Eileen review: This unhinged mix of Carol and Hitchcock ultimately disappoints
HT at Sundance | Eileen review: Thomasin McKenzie and Anne Hathaway cannot save William Oldroyd’s frustratingly impatient and gloomy adaptation of Ottessa Moshfegh's work.
For those who have read the fascinating book by Ottessa Moshfegh, the surprises won't obviously register in the feature film adaptation by Lady Macbeth director William Oldroyd. But the ones who know the twisted logic of the source material, are aware that it is more interested in the character study than being a suspense thriller. Yet, as Eileen advances towards its shocking twist with ice-cold readiness, the payoff fizzles out of thin air in disappointment. (Also read: Poacher review: Richie Mehta crafts an atmospheric tale on illegal ivory trade)
Eileen, which premiered at the Sundance Film Festival, immediately sets off for a Hitchcockian foreboding with that title font, and introduces its 24-year-old titular character, played by Thomasin McKenzie, who spots a couple making out inside their car. She can't help but look for more, even as she has to head back to her drab juvenile prison duties. Back home, she has to take care of his crass, alcoholic father (an underutilized Shea Wigham), a former police officer who now occasionally flashes his gun in the neighbourhood.
Of course, an inevitable shift occurs with the arrival of Rebecca (Hitchcock references are always cool, even when it's so in-your-face) played with sultry charm by Anne Hathaway. She's a blonde with some of her own ideas, who begins her work at the prison and immediately connects with Eileen. She starts to wash more regularly and wears more pretty outfits. Rebecca asks her out and Eileen promptly accepts. Both of them dance in an unforgettable scene, and then share a sweet kiss that sends Eileen into a daze- how did she come to this moment? Meanwhile at her workplace too, she has eyes set on a peculiar case of an inmate named Leo Polk (Sam Nivola) who has killed his father with a knife. Rebecca wants to dig deep, she wants to know why. Polk's mother (Marin Ireland) is called.

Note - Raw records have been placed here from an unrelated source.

//! Deciding what to do with each command a client sends.

use std::fmt;
use std::sync::Arc;

use safelog::sensitive;
use serde::{Deserialize, Serialize};
use tracing::{debug, info};

use crate::command::{Command, MalformedCommand, Strategy, is_separator};
use crate::endpoint::Endpoint;
use crate::policy::{Policy, RuleMatch};
use crate::portmap::parse_add_onion_ports;

/// The reply we send when a command is refused by policy.
pub const FILTERED_REPLY: &str = "510 Command filtered";

/// The reply we send when a policy requires authentication and the client
/// hasn't authenticated.
pub const AUTH_REQUIRED_REPLY: &str = "514 Authentication required";

/// Whether a listener enforces its policy, or only reports on it.
#[derive(Clone, Copy, Debug, Default, Eq, PartialEq, Serialize, Deserialize)]
#[serde(rename_all = "lowercase")]
#[non_exhaustive]
pub enum FilterMode {
    /// Refuse and rewrite commands as the policy says.
    #[default]
    Enforce,
    /// Forward every command unchanged, but log what the policy would have
    /// done with it.
    Watch,
}

/// Why a command was refused.
#[derive(Clone, Debug, thiserror::Error)]
#[non_exhaustive]
pub enum DenyReason {
    /// The policy has no rule allowing this command.
    #[error("not allowed by policy")]
    NotAllowed,
    /// An `ADD_ONION` port mapping pointed at a denied address.
    #[error("onion service target {0} is on the deny list")]
    DeniedOnionTarget(Endpoint),
    /// The client tried to negotiate credentials with us.
    #[error("authentication challenges are not supported")]
    CredentialNegotiation,
    /// The policy requires authentication, and the client hasn't done it.
    #[error("client has not authenticated")]
    AuthenticationRequired,
    /// The command could not be parsed well enough to check it.
    #[error("malformed command")]
    Malformed(#[source] MalformedCommand),
}

impl DenyReason {
    /// Return the status line to send to the client.
    pub fn reply(&self) -> &'static str {
        match self {
            DenyReason::AuthenticationRequired => AUTH_REQUIRED_REPLY,
            _ => FILTERED_REPLY,
        }
    }
}

/// A command that we answer ourselves, without forwarding it.
#[derive(Clone, Copy, Debug, Eq, PartialEq)]
#[non_exhaustive]
pub enum LocalAnswer {
    /// Describe our (null) authentication method.
    ProtocolInfo,
    /// Report successful authentication.
    Authenticated,
    /// Say goodbye, and close the session.
    Quit,
}

/// What to do with one command.
#[derive(Clone, Debug)]
#[non_exhaustive]
pub enum Verdict {
    /// Forward the command unchanged.
    Allow,
    /// Forward this line instead of the command.
    Rewrite(String),
    /// Refuse the command; tell the client why.
    Deny(DenyReason),
    /// Answer the command ourselves.
    Answer(LocalAnswer),
}

impl Verdict {
    /// Return true if this verdict refuses the command.
    pub fn is_deny(&self) -> bool {
        matches!(self, Verdict::Deny(_))
    }
}

impl fmt::Display for Verdict {
    fn fmt(&self, f: &mut fmt::Formatter<'_>) -> fmt::Result {
        match self {
            Verdict::Allow => write!(f, "allow"),
            Verdict::Rewrite(_) => write!(f, "rewrite"),
            Verdict::Deny(reason) => write!(f, "deny ({})", reason),
            Verdict::Answer(_) => write!(f, "answer locally"),
        }
    }
}

/// The outcome of filtering one command.
///
/// In [`FilterMode::Enforce`], the effective verdict is the policy's
/// verdict.  In [`FilterMode::Watch`], refusals and rewrites are replaced
/// with [`Verdict::Allow`], but the policy's verdict is kept here so that it
/// can be reported.
#[derive(Clone, Debug)]
pub struct Decision {
    /// What we are actually going to do.
    effective: Verdict,
    /// What the policy said to do.
    policy: Verdict,
}

impl Decision {
    /// Return the verdict to act on.
    pub fn verdict(&self) -> &Verdict {
        &self.effective
    }

    /// Return the verdict that the policy produced.
    pub fn policy_verdict(&self) -> &Verdict {
        &self.policy
    }

    /// Return true if watch mode overrode the policy's verdict.
    pub fn overridden(&self) -> bool {
        !matches!(
            (&self.effective, &self.policy),
            (Verdict::Allow, Verdict::Allow)
                | (Verdict::Rewrite(_), Verdict::Rewrite(_))
                | (Verdict::Deny(_), Verdict::Deny(_))
                | (Verdict::Answer(_), Verdict::Answer(_))
        )
    }
}

/// Check every port mapping of an `ADD_ONION` command against `deny`.
///
/// `args` is everything after the `ADD_ONION` keyword.  Malformed mappings
/// are refused, as is a command with no mappings at all.
pub fn check_add_onion<'a, I>(args: &str, deny: I) -> Result<(), DenyReason>
where
    I: IntoIterator<Item = &'a Endpoint> + Clone,
{
    let mappings = parse_add_onion_ports(args).map_err(DenyReason::Malformed)?;
    for mapping in &mappings {
        if deny
            .clone()
            .into_iter()
            .any(|denied| denied.covers(mapping.target()))
        {
            return Err(DenyReason::DeniedOnionTarget(mapping.target().clone()));
        }
    }
    Ok(())
}

/// Applies a [`Policy`] to the commands of a single session.
///
/// A `CommandFilter` is stateful only in that it remembers whether the
/// client has sent `AUTHENTICATE`.
#[derive(Clone, Debug)]
pub struct CommandFilter {
    /// The policy for this session.
    policy: Arc<Policy>,
    /// Whether to enforce the policy.
    mode: FilterMode,
    /// Onion service targets that are denied whatever the policy says.
    ///
    /// These are the addresses of the proxy itself and of the real control
    /// port.
    implicit_deny: Vec<Endpoint>,
    /// True if the client has sent `AUTHENTICATE`.
    authenticated: bool,
}

impl CommandFilter {
    /// Create a new filter applying `policy`.
    pub fn new(policy: Arc<Policy>, mode: FilterMode) -> Self {
        CommandFilter {
            policy,
            mode,
            implicit_deny: Vec::new(),
            authenticated: false,
        }
    }

    /// Add `targets` to the onion service deny list for this filter only.
    #[must_use]
    pub fn with_denied_targets(mut self, targets: impl IntoIterator<Item = Endpoint>) -> Self {
        self.implicit_deny.extend(targets);
        self
    }

    /// Return the mode of this filter.
    pub fn mode(&self) -> FilterMode {
        self.mode
    }

    /// Decide what to do with `line`, a command line without its terminator.
    pub fn evaluate(&mut self, line: &str) -> Decision {
        let policy = match Command::parse(line) {
            Ok(cmd) => self.policy_verdict(&cmd),
            Err(e) => Verdict::Deny(DenyReason::Malformed(e)),
        };
        self.decide(line, policy)
    }

    /// As [`evaluate`](Self::evaluate), but for a line that might not be
    /// UTF-8.
    pub fn evaluate_bytes(&mut self, line: &[u8]) -> Decision {
        match std::str::from_utf8(line) {
            Ok(line) => self.evaluate(line),
            Err(_) => {
                let verdict = Verdict::Deny(DenyReason::Malformed(MalformedCommand::InvalidUtf8));
                self.decide(&String::from_utf8_lossy(line), verdict)
            }
        }
    }

    /// Apply our mode to the policy's verdict, and log the result.
    fn decide(&mut self, line: &str, policy: Verdict) -> Decision {
        if matches!(policy, Verdict::Answer(LocalAnswer::Authenticated)) {
            self.authenticated = true;
        }
        let effective = match (self.mode, &policy) {
            (FilterMode::Watch, Verdict::Deny(_) | Verdict::Rewrite(_)) => Verdict::Allow,
            (_, v) => v.clone(),
        };
        let decision = Decision { effective, policy };

        let keyword = line.split(is_separator).next().unwrap_or_default();
        if decision.overridden() {
            info!(
                "Watch mode: would have applied \"{}\" to {} command",
                decision.policy, keyword
            );
        } else if decision.effective.is_deny() {
            info!("Refused {} command: {}", keyword, decision.effective);
        }
        debug!(
            "Filter verdict {} for command {}",
            decision.policy,
            sensitive(line)
        );
        decision
    }

    /// Work out what the policy says to do with `cmd`.
    fn policy_verdict(&self, cmd: &Command<'_>) -> Verdict {
        let kind = cmd.kind();
        if self.policy.require_authenticate()
            && !self.authenticated
            && !kind.permitted_before_auth()
        {
            return Verdict::Deny(DenyReason::AuthenticationRequired);
        }

        match kind.strategy() {
            Strategy::AnswerProtocolInfo => Verdict::Answer(LocalAnswer::ProtocolInfo),
            Strategy::AnswerAuthenticate => Verdict::Answer(LocalAnswer::Authenticated),
            Strategy::AnswerQuit => Verdict::Answer(LocalAnswer::Quit),
            Strategy::Refuse => Verdict::Deny(DenyReason::CredentialNegotiation),
            Strategy::Rules | Strategy::RulesThenOnionCheck => self.apply_rules(cmd),
        }
    }

    /// Apply the policy's allow and rewrite rules to `cmd`, then check the
    /// line that would be forwarded.
    fn apply_rules(&self, cmd: &Command<'_>) -> Verdict {
        let verdict = match self.policy.match_rules(cmd) {
            RuleMatch::NoMatch => return Verdict::Deny(DenyReason::NotAllowed),
            RuleMatch::Allowed => Verdict::Allow,
            RuleMatch::Rewrite(line) => Verdict::Rewrite(line),
        };

        // What matters is the line that goes upstream, which a rewrite may
        // have turned into a different command.
        let forwarded = match &verdict {
            Verdict::Rewrite(line) => match Command::parse(line) {
                Ok(c) => c,
                Err(e) => return Verdict::Deny(DenyReason::Malformed(e)),
            },
            _ => cmd.clone(),
        };
        match forwarded.kind().strategy() {
            Strategy::Rules => verdict,
            Strategy::RulesThenOnionCheck => {
                let deny = self
                    .policy
                    .deny_onions()
                    .iter()
                    .chain(self.implicit_deny.iter());
                match check_add_onion(forwarded.args(), deny) {
                    Ok(()) => verdict,
                    Err(reason) => Verdict::Deny(reason),
                }
            }
            // A rewrite must not turn a command into one we'd handle
            // ourselves.
            _ => Verdict::Deny(DenyReason::NotAllowed),
        }
    }
}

Eileen attempts to build its subtext for a twisted payoff in the later half of the film, but Oldroyd never fully draws in the complexity of the protagonist as groundwork to turn into that twisted dimension. In the book, Moshfegh cuts Eileen as someone who is steeped in self-hatred and body issues- whose wild fantasies are her only escape. Point in case, this passage from the book: "That night I lay on my cot and poked at my belly, counted my ribs, squished at my guts with gloved fingers. It was cold up in the attic, and that cot was flimsy. It just barely bore my weight: one hundred pounds with clothes on, if that." Eileen the film barely makes that cut in the a screenplay by Luke Goebel and Moshfegh, and instead McKenzie hovers around in her deceased mother's clothes with a quiet but firm sense of affirmation. The chemistry between her and Rebecca barely develops- even as comparisons to Todd Haynes' Carol are inescapable to a fault. The scene, arriving with a carefully concocted energy, then escalates.
The scene-stealer in Eileen amidst the dual, effective performances of McKenzie and Hathaway is Marin Ireland, whose shattering monologue in the third act is so carefully orchestrated that her narrative fights its way up to the foreground. But Eileen is not interested in her story, and the gasp-inducing twist ultimately becomes forced and infuriating. Precisely because cinematographer Ari Wegner's work here is brilliant throughout, and combined with Richard Reed Parry’s jazz-induced score, together they continuously yearn to amplify Eileen's turn towards the dark.
Eileen, for all its lush promise and pull, never really knows what kind of film it wants to be. You never quite know what you are watching either- a bitterly resolute queer romance, or a pulpy psychological thriller. The shift feels never quite achieves that sense of unhinged, sinister gravity. Frustratingly impatient yet gloriously alluring, Eileen's woozy ambitions never quite matches its magnetic heroine.